Dead Certainties (Unwarranted Speculations)
It was bound to happen. Sooner or later a distinguished historian had to cross over, had to mingle the writing of fiction with the writing of history. The circumstances were ripe, the pressures were enormous. Everyone else was doing it. Novelists had long been blending fact with fiction without apology. They not only set their invented characters among real historical figures, but they had these authentic historical figures do and say things they had never done. When E.L. Doctorow was asked whether Emma Goldman and Evelyn Nesbit had ever actually met as they did in his novel Ragtime, he replied, “They have now.” Journalists and TV writers have been doing it, creating hybrids called “faction” and “docu-drama.” Television even began simulating the news, adding made-up pictures to otherwise apparently lifeless words.
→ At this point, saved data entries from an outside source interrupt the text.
#![cfg_attr(all(not(debug_assertions), not(test)), deny(warnings))]
#![cfg_attr(
    all(not(debug_assertions), not(test)),
    deny(clippy::all, clippy::pedantic, clippy::nursery)
)]
#![allow(clippy::module_name_repetitions, clippy::missing_errors_doc)]
#![cfg_attr(not(test), deny(clippy::unwrap_used, clippy::expect_used))]
//! Servo motion control (hardware-agnostic).
//!
//! This crate turns logical level commands (0..=100) into gradual servo moves.
//! All hardware interaction goes through `servo_traits::Servo`, reports leave
//! through `servo_traits::StateSink`, and every delay goes through
//! `servo_traits::Clock`.
//!
//! ## Architecture
//!
//! - **Mapping**: level → angle, integer truncating math (`mapping`)
//! - **Planning**: one-degree steps at a duration-derived rate (`motion`)
//! - **Control**: state, attach/detach lifecycle, reports (`MotionController`)
//! - **Commands**: parse-or-zero decoding of `"<prefix> <level>:<duration>"` (`command`)
//! - **Concurrency**: serialized moves on a background thread (`worker`)
//!
//! ## Blocking
//!
//! A motion cycle blocks the calling thread for its whole duration (one
//! `Clock::sleep` per degree). Use `worker::MotionWorker` to keep a caller
//! responsive while moves run one after another.

pub mod builder;
pub mod command;
pub mod config;
pub mod controller;
pub mod conversions;
pub mod error;
pub mod hw_error;
pub mod mapping;
pub mod mocks;
pub mod motion;
pub mod report;
pub mod runner;
pub mod worker;

pub use builder::{ServoDriver, ServoDriverBuilder, build_controller};
pub use command::Command;
pub use config::{ActuatorCfg, DEFAULT_SETTLE, DEFAULT_STEP_CORRECTION, MotionCfg};
pub use controller::MotionController;
pub use error::{BuildError, ServoError};
pub use motion::MotionPlan;
pub use report::StateReport;
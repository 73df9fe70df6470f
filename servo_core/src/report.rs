//! State reports sent upstream after every init and command.
//!
//! Wire layout: `<name> <level>:<target_angle>:<duration>`, colon-delimited,
//! no escaping. Field order is significant.

use std::fmt;
use std::str::FromStr;

#[derive(Debug, Clone, PartialEq, Eq)]
pub struct StateReport {
    pub name: String,
    pub level: i32,
    pub target_angle: i32,
    pub duration_s: i32,
}

impl fmt::Display for StateReport {
    fn fmt(&self, f: &mut fmt::Formatter<'_>) -> fmt::Result {
        write!(
            f,
            "{} {}:{}:{}",
            self.name, self.level, self.target_angle, self.duration_s
        )
    }
}

#[derive(Debug, Clone, PartialEq, Eq)]
pub struct ReportParseError(pub String);

impl fmt::Display for ReportParseError {
    fn fmt(&self, f: &mut fmt::Formatter<'_>) -> fmt::Result {
        write!(f, "malformed state report: {}", self.0)
    }
}

impl std::error::Error for ReportParseError {}

/// Strict inverse of `Display`, for upstream consumers that need the fields back.
impl FromStr for StateReport {
    type Err = ReportParseError;

    fn from_str(s: &str) -> Result<Self, Self::Err> {
        let bad = || ReportParseError(s.to_string());
        let (name, rest) = s.split_once(' ').ok_or_else(bad)?;
        let mut fields = rest.split(':');
        let mut next = || -> Result<i32, ReportParseError> {
            fields.next().ok_or_else(bad)?.parse().map_err(|_| bad())
        };
        let level = next()?;
        let target_angle = next()?;
        let duration_s = next()?;
        if fields.next().is_some() || name.is_empty() {
            return Err(bad());
        }
        Ok(Self {
            name: name.to_string(),
            level,
            target_angle,
            duration_s,
        })
    }
}

#[cfg(test)]
mod tests {
    use super::*;

    #[test]
    fn display_layout() {
        let r = StateReport {
            name: "servo1".into(),
            level: 100,
            target_angle: 180,
            duration_s: 2,
        };
        assert_eq!(r.to_string(), "servo1 100:180:2");
        assert_eq!("servo1 100:180:2".parse::<StateReport>().unwrap(), r);
    }

    #[test]
    fn negative_fields_survive() {
        let r: StateReport = "s -5:0:-1".parse().unwrap();
        assert_eq!((r.level, r.target_angle, r.duration_s), (-5, 0, -1));
    }

    #[test]
    fn rejects_malformed() {
        for s in ["", "servo1", "servo1 1:2", "servo1 1:2:3:4", "servo1 a:2:3", " 1:2:3"] {
            assert!(s.parse::<StateReport>().is_err(), "{s:?} should fail");
        }
    }
}
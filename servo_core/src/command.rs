//! Parsing of inbound `"<prefix> <level>:<duration>"` command strings.
//!
//! Parsing never fails. Anything that is not a number reads as 0, the way the
//! upstream hub framing has always behaved.

/// A decoded level/duration pair.
#[derive(Debug, Clone, Copy, PartialEq, Eq, Default)]
pub struct Command {
    pub level: i32,
    /// Seconds for a full 0..=100 sweep.
    pub duration_s: i32,
}

impl Command {
    pub fn new(level: i32, duration_s: i32) -> Self {
        Self { level, duration_s }
    }

    /// Decode a raw command string.
    ///
    /// - level: text between the first space and the first colon (from the
    ///   start of the string when there is no space, to the end when there
    ///   is no colon; reversed bounds are swapped)
    /// - duration: text after the first colon, or the whole string when
    ///   there is no colon
    pub fn parse(raw: &str) -> Self {
        let start = raw.find(' ').map_or(0, |i| i + 1);
        let colon = raw.find(':');
        let end = colon.unwrap_or(raw.len());
        let (lo, hi) = if start <= end {
            (start, end)
        } else {
            (end, start)
        };
        let level = &raw[lo..hi];
        let duration = match colon {
            Some(i) => &raw[i + 1..],
            None => raw,
        };
        Self {
            level: parse_int_or_zero(level),
            duration_s: parse_int_or_zero(duration),
        }
    }
}

/// `atol`-style integer parse: leading whitespace, optional sign, then as many
/// decimal digits as present. Returns 0 when no digits lead. Saturates at the
/// `i32` range.
pub fn parse_int_or_zero(s: &str) -> i32 {
    let s = s.trim_start();
    let (negative, digits) = match s.as_bytes().first() {
        Some(b'-') => (true, &s[1..]),
        Some(b'+') => (false, &s[1..]),
        _ => (false, s),
    };
    let mut value: i64 = 0;
    for b in digits.bytes().take_while(u8::is_ascii_digit) {
        value = value.saturating_mul(10).saturating_add(i64::from(b - b'0'));
        if value > i64::from(i32::MAX) + 1 {
            break;
        }
    }
    let signed = if negative { -value } else { value };
    signed.clamp(i64::from(i32::MIN), i64::from(i32::MAX)) as i32
}

#[cfg(test)]
mod tests {
    use super::*;

    #[test]
    fn parses_framed_command() {
        assert_eq!(Command::parse("servo1 75:3"), Command::new(75, 3));
        assert_eq!(Command::parse("servo1  42 : 7 "), Command::new(42, 7));
    }

    #[test]
    fn non_numeric_reads_as_zero() {
        assert_eq!(Command::parse("servo1 abc:xyz"), Command::new(0, 0));
        assert_eq!(Command::parse("servo1 12abc:5s"), Command::new(12, 5));
        assert_eq!(Command::parse(""), Command::new(0, 0));
    }

    #[test]
    fn missing_delimiters_follow_substring_rules() {
        // no space: level starts at the beginning
        assert_eq!(Command::parse("30:2"), Command::new(30, 2));
        // no colon: level runs to the end, duration re-reads the whole string
        assert_eq!(Command::parse("servo1 60"), Command::new(60, 0));
        assert_eq!(Command::parse("60"), Command::new(60, 60));
        // colon before the first space: bounds are swapped, level reads ":1 "
        assert_eq!(Command::parse("7:1 x"), Command::new(0, 1));
    }

    #[test]
    fn signs_and_overflow() {
        assert_eq!(parse_int_or_zero("-15"), -15);
        assert_eq!(parse_int_or_zero("+15"), 15);
        assert_eq!(parse_int_or_zero("  8"), 8);
        assert_eq!(parse_int_or_zero("-"), 0);
        assert_eq!(parse_int_or_zero("99999999999999999999"), i32::MAX);
        assert_eq!(parse_int_or_zero("-99999999999999999999"), i32::MIN);
    }
}
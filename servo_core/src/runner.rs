use std::io::BufRead;
use std::sync::atomic::{AtomicBool, Ordering};
use std::time::Duration;

use crossbeam_channel as xch;
use servo_traits::{Servo, StateSink};

use crate::controller::MotionController;
use crate::error::{Result, ServoError};

/// How often the command loop wakes to check the shutdown flag while idle.
pub const SHUTDOWN_POLL: Duration = Duration::from_millis(50);

/// Outcome of feeding a line source into a controller.
#[derive(Debug, Default, Clone, Copy, PartialEq, Eq)]
pub struct RunSummary {
    /// Commands handed to the controller.
    pub commands: usize,
    /// Commands whose move could not run (attach failures).
    pub failures: usize,
    /// True when the shutdown flag ended the run early.
    pub interrupted: bool,
}

/// Read `reader` line by line on a helper thread.
///
/// The thread ends at EOF, on a read error (after forwarding it), or once the
/// receiver is dropped and the next line arrives. A thread blocked in `read`
/// is left behind, which is fine for stdin at process exit.
pub fn spawn_line_reader<R>(reader: R) -> xch::Receiver<std::io::Result<String>>
where
    R: BufRead + Send + 'static,
{
    let (tx, rx) = xch::bounded(16);
    std::thread::spawn(move || {
        for line in reader.lines() {
            let failed = line.is_err();
            if tx.send(line).is_err() || failed {
                break;
            }
        }
        tracing::trace!("line reader exiting");
    });
    rx
}

/// Dispatch every command line from `reader` to `controller`, in order.
///
/// Blank lines and `#` comments are skipped. `shutdown` is checked between
/// commands and every [`SHUTDOWN_POLL`] while waiting for input, never during
/// a move. A failed move is logged and counted; only read errors end the run
/// with an error.
pub fn run_lines<S, K, R>(
    controller: &mut MotionController<S, K>,
    reader: R,
    shutdown: &AtomicBool,
) -> Result<RunSummary>
where
    S: Servo,
    K: StateSink,
    R: BufRead + Send + 'static,
{
    let lines = spawn_line_reader(reader);
    let mut summary = RunSummary::default();
    loop {
        if shutdown.load(Ordering::Relaxed) {
            summary.interrupted = true;
            tracing::info!("shutdown requested; stopping command loop");
            break;
        }
        let line = match lines.recv_timeout(SHUTDOWN_POLL) {
            Ok(line) => line.map_err(|e| eyre::Report::new(ServoError::Io(e.to_string())))?,
            Err(xch::RecvTimeoutError::Timeout) => continue,
            // EOF
            Err(xch::RecvTimeoutError::Disconnected) => break,
        };
        let cmd = line.trim();
        if cmd.is_empty() || cmd.starts_with('#') {
            continue;
        }
        summary.commands += 1;
        if let Err(e) = controller.handle_command(cmd) {
            summary.failures += 1;
            tracing::warn!(error = %e, command = cmd, "command failed");
        }
    }
    Ok(summary)
}
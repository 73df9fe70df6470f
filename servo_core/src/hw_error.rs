//! Maps `Box<dyn Error>` from trait boundaries to typed `ServoError`.
//!
//! The traits in `servo_traits` use `Box<dyn Error + Send + Sync>` for maximum
//! flexibility; this module converts those to our typed error enum, with an
//! optional feature-gated path for `servo_hardware::HwError` downcasting.

use crate::error::ServoError;

/// Map a trait-boundary error to a typed `ServoError`.
///
/// Attempts to downcast known hardware error types first, then falls back
/// to string-based heuristics.
pub fn map_hw_error(e: &(dyn std::error::Error + 'static)) -> ServoError {
    #[cfg(feature = "hardware-errors")]
    {
        if let Some(hw) = e.downcast_ref::<servo_hardware::error::HwError>() {
            return match hw {
                servo_hardware::error::HwError::AttachFailed { .. } => {
                    ServoError::Attach(hw.to_string())
                }
                other => ServoError::HardwareFault(other.to_string()),
            };
        }
    }

    let s = e.to_string();
    if s.to_lowercase().contains("attach") {
        ServoError::Attach(s)
    } else {
        ServoError::Hardware(s)
    }
}

/// Like [`map_hw_error`], but an attach call failing is always an attach error.
pub fn map_attach_error(e: &(dyn std::error::Error + 'static)) -> ServoError {
    match map_hw_error(e) {
        ServoError::Attach(s) => ServoError::Attach(s),
        other => ServoError::Attach(other.to_string()),
    }
}
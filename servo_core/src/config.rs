//! Configuration types for the motion controller.
//!
//! These are the runtime configuration structs used by `MotionController`.
//! They are separate from the TOML-deserialized config in `servo_config`.

use std::time::Duration;

/// Empirical divisor for the per-degree delay, measured on an ATmega2560
/// reference board. Other targets should override it via `MotionCfg`.
pub const DEFAULT_STEP_CORRECTION: f64 = 1.8;

/// Hold after a zero-distance move so the single write has time to land.
pub const DEFAULT_SETTLE: Duration = Duration::from_secs(1);

/// Actuator wiring and level mapping. Immutable once the controller is built.
///
/// None of these are range-checked; the target angle is clamped at move time.
#[derive(Debug, Clone)]
pub struct ActuatorCfg {
    /// Output pin passed to `Servo::attach`.
    pub pin: u8,
    /// Level the controller starts at (nominally 0..=100).
    pub starting_level: i32,
    /// Power the servo down once each move completes.
    pub detach_after_move: bool,
    /// Default move time in milliseconds. Stored internally as whole seconds.
    pub move_time_ms: i32,
    /// Angle that level 0 maps to.
    pub zero_level_angle: i32,
    /// Angle that level 100 maps to. May be below `zero_level_angle`.
    pub full_level_angle: i32,
}

impl Default for ActuatorCfg {
    fn default() -> Self {
        Self {
            pin: 0,
            starting_level: 50,
            detach_after_move: false,
            move_time_ms: 1000,
            zero_level_angle: 0,
            full_level_angle: 180,
        }
    }
}

/// Timing knobs for the stepped motion cycle.
#[derive(Debug, Clone)]
pub struct MotionCfg {
    /// Divisor applied to the per-step delay. Must be finite and > 0.
    pub step_correction: f64,
    /// Hold after a zero-distance move.
    pub settle: Duration,
}

impl Default for MotionCfg {
    fn default() -> Self {
        Self {
            step_correction: DEFAULT_STEP_CORRECTION,
            settle: DEFAULT_SETTLE,
        }
    }
}
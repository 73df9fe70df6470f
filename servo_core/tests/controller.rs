use std::time::Duration;

use rstest::rstest;
use servo_core::mocks::RecordingSink;
use servo_core::{ActuatorCfg, MotionCfg, MotionController, ServoError, build_controller};
use servo_hardware::{ServoEvent, SimProbe, SimulatedServo};
use servo_traits::clock::test_clock::TestClock;

struct Rig {
    ctl: MotionController<SimulatedServo, RecordingSink>,
    probe: SimProbe,
    sink: RecordingSink,
    clock: TestClock,
}

fn rig(actuator: ActuatorCfg) -> Rig {
    let servo = SimulatedServo::new();
    let probe = servo.probe();
    let sink = RecordingSink::new();
    let clock = TestClock::new();
    let ctl = build_controller(
        "servo1",
        servo,
        sink.clone(),
        actuator,
        None,
        Some(Box::new(clock.clone())),
    )
    .expect("build controller");
    Rig {
        ctl,
        probe,
        sink,
        clock,
    }
}

fn actuator(starting_level: i32) -> ActuatorCfg {
    ActuatorCfg {
        pin: 9,
        starting_level,
        ..ActuatorCfg::default()
    }
}

#[test]
fn worked_example_from_mid_to_full() {
    let mut r = rig(actuator(50));
    assert_eq!(r.ctl.target_angle(), 90);

    r.ctl.init().expect("init");
    assert_eq!(r.sink.last().as_deref(), Some("servo1 50:90:1"));

    r.probe.clear();
    r.clock.clear_sleeps();
    r.ctl.be_smart(100, 2).expect("move");

    assert_eq!(r.ctl.old_angle(), 90);
    assert_eq!(r.ctl.target_angle(), 180);
    assert_eq!(r.ctl.current_angle(), 180);
    let writes = r.probe.writes();
    assert_eq!(writes.len(), 90);
    assert_eq!(writes.first(), Some(&91));
    assert_eq!(writes.last(), Some(&180));
    let sleeps = r.clock.sleeps();
    assert_eq!(sleeps.len(), 90);
    assert!(sleeps.iter().all(|d| *d == Duration::from_millis(11)));
    assert_eq!(r.sink.last().as_deref(), Some("servo1 100:180:2"));
}

#[test]
fn init_at_rest_writes_once_and_settles() {
    let mut r = rig(actuator(50));
    r.ctl.init().expect("init");
    assert_eq!(
        r.probe.events(),
        vec![ServoEvent::Attach(9), ServoEvent::Write(90)]
    );
    assert_eq!(r.clock.sleeps(), vec![Duration::from_secs(1)]);
}

#[test]
fn zero_distance_command_is_a_single_write() {
    let mut r = rig(actuator(25));
    r.ctl.init().expect("init");
    r.probe.clear();
    r.clock.clear_sleeps();

    r.ctl.be_smart(25, 9).expect("same level");
    assert_eq!(r.probe.writes(), vec![45]);
    assert_eq!(r.clock.sleeps(), vec![Duration::from_secs(1)]);
}

#[test]
fn every_step_is_one_degree_toward_target() {
    let mut r = rig(actuator(80));
    r.ctl.init().expect("init");
    r.probe.clear();

    r.ctl.be_smart(10, 1).expect("move down");
    let writes = r.probe.writes();
    assert_eq!(writes.len(), (144 - 18) as usize);
    let mut prev = 144i32;
    for w in writes {
        assert_eq!(prev - i32::from(w), 1);
        prev = i32::from(w);
    }
    assert_eq!(prev, 18);
}

#[test]
fn moves_chain_from_previous_target() {
    let mut r = rig(actuator(0));
    r.ctl.init().expect("init");

    r.ctl.be_smart(50, 1).expect("first");
    assert_eq!(r.ctl.old_angle(), 0);
    assert_eq!(r.ctl.target_angle(), 90);

    r.probe.clear();
    r.ctl.be_smart(40, 1).expect("second");
    assert_eq!(r.ctl.old_angle(), 90);
    assert_eq!(r.ctl.target_angle(), 72);
    assert_eq!(r.probe.writes().first(), Some(&89));
    assert_eq!(r.probe.writes().len(), 18);
}

#[test]
fn out_of_range_levels_are_clamped_before_writing() {
    let mut r = rig(actuator(50));
    r.ctl.init().expect("init");

    r.ctl.be_smart(250, 0).expect("over");
    assert_eq!(r.ctl.target_angle(), 180);
    assert_eq!(r.ctl.level(), 250);
    assert_eq!(r.sink.last().as_deref(), Some("servo1 250:180:0"));

    r.ctl.be_smart(-40, 0).expect("under");
    assert_eq!(r.ctl.target_angle(), 0);
    assert!(r.probe.writes().iter().all(|a| *a <= 180));
    assert_eq!(r.probe.angle(), Some(0));
}

#[test]
fn starting_level_beyond_range_starts_from_clamped_angle() {
    let mut r = rig(actuator(200));
    assert_eq!(r.ctl.target_angle(), 360);
    r.ctl.init().expect("init");
    // 360 clamps to 180 on both ends, so this is a hold
    assert_eq!(r.probe.writes(), vec![180]);
    assert_eq!(r.sink.last().as_deref(), Some("servo1 200:180:1"));
}

#[rstest]
#[case(1, Duration::from_millis(5))]
#[case(2, Duration::from_millis(11))]
#[case(4, Duration::from_millis(22))]
#[case(3, Duration::from_millis(16))]
fn step_delay_scales_with_duration(#[case] duration_s: i32, #[case] expected: Duration) {
    let mut r = rig(actuator(0));
    r.ctl.init().expect("init");
    r.clock.clear_sleeps();
    r.ctl.be_smart(10, duration_s).expect("move");
    let sleeps = r.clock.sleeps();
    assert_eq!(sleeps.len(), 18);
    assert!(sleeps.iter().all(|d| *d == expected));
}

#[test]
fn full_sweep_takes_about_duration_over_correction() {
    let mut r = rig(actuator(0));
    r.ctl.init().expect("init");
    let before = r.clock.elapsed();
    r.ctl.be_smart(100, 10).expect("sweep");
    // 180 steps * floor(100 / 1.8) ms
    assert_eq!(r.clock.elapsed() - before, Duration::from_millis(180 * 55));
}

#[test]
fn custom_step_correction_is_honored() {
    let servo = SimulatedServo::new();
    let clock = TestClock::new();
    let mut ctl = build_controller(
        "servo1",
        servo,
        RecordingSink::new(),
        actuator(0),
        Some(MotionCfg {
            step_correction: 1.0,
            settle: Duration::from_millis(5),
        }),
        Some(Box::new(clock.clone())),
    )
    .unwrap();
    ctl.init().unwrap();
    assert_eq!(clock.sleeps(), vec![Duration::from_millis(5)]);
    clock.clear_sleeps();
    ctl.be_smart(1, 3).unwrap();
    assert_eq!(clock.sleeps(), vec![Duration::from_millis(30)]);
}

#[test]
fn detach_after_move_powers_down_after_the_last_write() {
    let mut r = rig(ActuatorCfg {
        detach_after_move: true,
        ..actuator(50)
    });
    r.ctl.init().expect("init");
    assert!(!r.ctl.is_attached());

    r.probe.clear();
    r.ctl.be_smart(52, 1).expect("move");
    assert_eq!(
        r.probe.events(),
        vec![
            ServoEvent::Attach(9),
            ServoEvent::Write(91),
            ServoEvent::Write(92),
            ServoEvent::Write(93),
            ServoEvent::Detach,
        ]
    );
    assert!(!r.probe.is_attached());
}

#[test]
fn without_detach_servo_stays_attached() {
    let mut r = rig(actuator(50));
    r.ctl.init().expect("init");
    r.ctl.be_smart(60, 1).expect("move");
    r.ctl.be_smart(70, 1).expect("move");
    assert!(r.ctl.is_attached());
    let attaches = r
        .probe
        .events()
        .into_iter()
        .filter(|e| matches!(e, ServoEvent::Attach(_)))
        .count();
    assert_eq!(attaches, 1);
    assert!(!r.probe.events().contains(&ServoEvent::Detach));
}

#[test]
fn inverted_mapping_moves_the_other_way() {
    let mut r = rig(ActuatorCfg {
        zero_level_angle: 180,
        full_level_angle: 0,
        ..actuator(0)
    });
    r.ctl.init().expect("init");
    assert_eq!(r.ctl.target_angle(), 180);
    r.probe.clear();
    r.ctl.be_smart(100, 0).expect("move");
    assert_eq!(r.probe.writes().first(), Some(&179));
    assert_eq!(r.probe.writes().last(), Some(&0));
}

#[test]
fn handle_command_parses_and_moves() {
    let mut r = rig(actuator(50));
    r.ctl.init().expect("init");
    r.ctl.handle_command("servo1 75:3").expect("command");
    assert_eq!(r.ctl.level(), 75);
    assert_eq!(r.ctl.duration(), 3);
    assert_eq!(r.ctl.target_angle(), 135);
    assert_eq!(r.sink.last().as_deref(), Some("servo1 75:135:3"));

    r.ctl.handle_command("servo1 junk:junk").expect("parse-or-zero");
    assert_eq!(r.sink.last().as_deref(), Some("servo1 0:0:0"));
}

#[test]
fn refresh_is_idempotent() {
    let mut r = rig(actuator(30));
    r.ctl.refresh();
    r.ctl.refresh();
    assert_eq!(
        r.sink.messages(),
        vec!["servo1 30:54:1".to_string(), "servo1 30:54:1".to_string()]
    );
    assert!(r.probe.events().is_empty());
    assert_eq!(r.ctl.target_angle(), 54);
}

#[test]
fn sub_second_move_time_truncates_to_zero() {
    let r = rig(ActuatorCfg {
        move_time_ms: 750,
        ..actuator(50)
    });
    assert_eq!(r.ctl.duration(), 0);
    assert_eq!(r.ctl.report().to_string(), "servo1 50:90:0");
}

#[test]
fn attach_failure_skips_writes_but_still_reports() {
    let servo = SimulatedServo::failing_attach();
    let probe = servo.probe();
    let sink = RecordingSink::new();
    let mut ctl = build_controller(
        "servo1",
        servo,
        sink.clone(),
        actuator(50),
        None,
        Some(Box::new(TestClock::new())),
    )
    .unwrap();

    let err = ctl.be_smart(80, 1).expect_err("attach must fail");
    match err.downcast_ref::<ServoError>() {
        Some(ServoError::Attach(_)) => {}
        other => panic!("expected Attach error, got {other:?}"),
    }
    assert!(probe.writes().is_empty());
    assert_eq!(ctl.target_angle(), 144);
    // the servo never moved
    assert_eq!(ctl.current_angle(), 90);
    assert_eq!(sink.last().as_deref(), Some("servo1 80:144:1"));
}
These examples, however important, are merely the manifestations of a larger, more significant force at work. The blurring of fact and fiction is part of the intellectual climate of our postmodern time—dominated as it is by winds of epistemological skepticism and Nietzschean denials of the possibility of objectivity that are sweeping through every humanistic discipline, sometimes with cyclonic ferocity. Historians are usually the last to know about current fashions, but so powerful have the postmodern, deconstruction theories become that even historians can no longer remain ignorant of them.
Most historians are not yet ready to admit that they simply make up the past as a fiction writer does or to deny outright the possibility of representing a past reality, but the signs of doubt and anxiety are in the air. Hayden White and the journal History and Theory have of course long been writing about the fictional character of historical narrative and urging historians to recognize the complex nature of what they do. Peter Novick in a recent important and widely acclaimed book, That Noble Dream: The “Objectivity Question” and the American Historical Profession (1988), has offered his fellow historians an elegiac and anguished account of the demise of the founding ideals of the discipline of history with little or no hope for their rebirth. Literary scholars have been very busy bringing their postmodern, deconstructionist theories onto the historian’s turf and calling themselves “new historicists” while further undermining the old-time faith in an objective past reality. Although historians have scarcely begun to experience the kinds of epistemological quarrels that have torn apart the literary disciplines over the past decade or so, the signs of change are ominous. And Simon Schama’s new book, Dead Certainties, is the most portentous of them.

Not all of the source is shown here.